Pendant que nous débattions sur la tactique à mener, le lieutenant AROUNA investissait la poudrière du Quartier Général. C’est au cours de la tentative de le déloger du QG que le capitaine Josué EMANE a été grièvement blessé par le lieutenant AROUNA. C’est le capitaine EMANE qui a tiré le premier. Ayant raté sa cible, le lieutenant AROUNA, tireur d’élite comme le fut son père, le capitaine MOUSSA TOUPOURI (un des aides de camp d’AHIDJO), ne rata pas la sienne. Informé que le capitaine EMANE saignait abondamment, le lieutenant AROUNA a répliqué en ces termes : «Il va saigner jusqu’à ce qu’il crève».
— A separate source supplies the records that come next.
//! Test harness for finfo integration tests

#![allow(dead_code)]

use std::fs;
use std::path::{Path, PathBuf};
use std::process::Command;
use tempfile::TempDir;

pub struct TestDir {
    dir: TempDir,
}

impl TestDir {
    pub fn new() -> Self {
        let dir = TempDir::new().expect("Failed to create temp dir");
        Self { dir }
    }

    pub fn path(&self) -> &Path {
        self.dir.path()
    }

    pub fn add_file(&self, path: &str, content: &str) -> PathBuf {
        let full_path = self.dir.path().join(path);
        if let Some(parent) = full_path.parent() {
            fs::create_dir_all(parent).expect("Failed to create parent dirs");
        }
        fs::write(&full_path, content).expect("Failed to write file");
        full_path
    }

    pub fn add_dir(&self, path: &str) -> PathBuf {
        let full_path = self.dir.path().join(path);
        fs::create_dir_all(&full_path).expect("Failed to create dir");
        full_path
    }
}

/// Run the finfo binary in `dir` with color and logging forced off.
pub fn run_finfo(dir: &Path, args: &[&str]) -> (String, String, bool) {
    let binary = env!("CARGO_BIN_EXE_finfo");
    let output = Command::new(binary)
        .args(args)
        .current_dir(dir)
        .env("NO_COLOR", "1")
        .env_remove("FORCE_COLOR")
        .env_remove("FINFO_LOG")
        .output()
        .expect("Failed to run finfo");

    let stdout = String::from_utf8_lossy(&output.stdout).to_string();
    let stderr = String::from_utf8_lossy(&output.stderr).to_string();
    let success = output.status.success();

    (stdout, stderr, success)
}

/// Lines of a tree report, without the trailing summary.
pub fn tree_lines(stdout: &str) -> Vec<&str> {
    stdout.lines().take_while(|l| !l.is_empty()).collect()
}

#[cfg(test)]
mod tests {
    use super::*;

    #[test]
    fn test_harness_creates_temp_dir() {
        let dir = TestDir::new();
        assert!(dir.path().exists());
    }

    #[test]
    fn test_harness_add_file() {
        let dir = TestDir::new();
        let file_path = dir.add_file("nested/test.txt", "hi");
        assert!(file_path.exists());
    }
}
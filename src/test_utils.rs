//! Test utilities for building temporary directory trees.
//!
//! This module is only compiled for tests and benchmarks.

use std::fs;
use std::path::{Path, PathBuf};
use tempfile::TempDir;

/// A temporary directory for testing.
///
/// Provides methods for creating files and directories. Everything is
/// removed when dropped.
pub struct TestDir {
    dir: TempDir,
}

impl TestDir {
    /// Create a new empty temporary directory.
    pub fn new() -> Self {
        let dir = TempDir::new().expect("Failed to create temp dir");
        Self { dir }
    }

    /// Get the path to the temporary directory.
    pub fn path(&self) -> &Path {
        self.dir.path()
    }

    /// Add a file, creating parent directories as needed.
    pub fn add_file(&self, path: &str, content: &str) -> PathBuf {
        let full_path = self.dir.path().join(path);
        if let Some(parent) = full_path.parent() {
            fs::create_dir_all(parent).expect("Failed to create parent dirs");
        }
        fs::write(&full_path, content).expect("Failed to write file");
        full_path
    }

    /// Add a directory, creating parent directories as needed.
    pub fn add_dir(&self, path: &str) -> PathBuf {
        let full_path = self.dir.path().join(path);
        fs::create_dir_all(&full_path).expect("Failed to create dir");
        full_path
    }

    /// Build a tree `width` entries wide and `depth` levels deep.
    ///
    /// Every level holds `width` files plus one subdirectory for the next level.
    pub fn populate(&self, width: usize, depth: usize) {
        let mut dir = String::new();
        for level in 0..depth {
            for i in 0..width {
                self.add_file(&format!("{}file_{}_{}.txt", dir, level, i), "content\n");
            }
            dir.push_str(&format!("level_{}/", level));
            self.add_dir(&dir);
        }
    }
}

impl Default for TestDir {
    fn default() -> Self {
        Self::new()
    }
}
Aux environs de 10 heures, les mutins ont fait diffuser leur message de victoire sur les ondes malheureusement de portée très limitée de la Radio Diffusion du Cameroun. Le technicien de permanence, ce jour, là, avait pris soin de déconnecter les ondes courtes. Le message des mutins n’a pas dépassé la périphérie de Yaoundé. C’était le début du désastre pour nos anciens camarades.
En voici la teneur ; Camerounaises ! Camerounais ! L’Armée Nationale vient de libérer le peuple camerounais de la bande à Biya de la tyrannie, de leur escroquerie et de leur rapine incalculable, inqualifiable. Oui, l’Armée a décidé de mettre fin à la politique criminelle de cet individu contre l’unité nationale de notre cher et beau pays. En effet, le Cameroun vient de vivre au cours de ces quinze derniers mois qu’a duré le régime Biya, les heures les plus sombres de son histoire. Son unité mise en péril, la paix interne troublée, sa prospérité économique compromise sa réputation internationale ternie.
LE TRIBUNAL MILITAIRE SPÉCIAL
Le Tribunal Militaire Spécial institué pour juger les auteurs du putsch manqué était présidé successivement par les colonels Onésiphore ANANGA BEYINA et Emile MANGA. Il a siégé respectivement à Mbalmayo, Mfou et Yaoundé. Le lieutenant-colonel Robert MBUH et moi étions juges, alors que lieutenant-colonel VALDEZ KAYESSE occupait le banc du gouvernement. Les mutins condamnés ont purgé leurs peines, d’autres ont été élargis par la suite par le président de la République.
Avant l’exécution de leur peine, les suppliciés de Mbalmayo, dont Ibrahim SALE, m’ont demandé de l’eau à boire. Selon la religion musulmane, lorsque l’on va mourir et que l’on boive de l’eau, celle-ci laverait de tous les péchés. Ce que j’ai fait. Leurs dernières paroles à mon endroit furent : «Que Dieu te bénisse». Ils furent passés par les armes et enterrés dans une fosse commune. Les raisons de l’échec du coup d’Etat du colonel Ibrahim SALE ne seront pas traitées dans ce document. Vous comprendrez aisément qu’il s’agit de ne pas donner des idées aux éventuels autres aventuriers. Je voudrais clôturer ce chapitre pour dire qu’à ce jour, je n’ai jamais été reçu par le Président de la République et ne le serai jamais.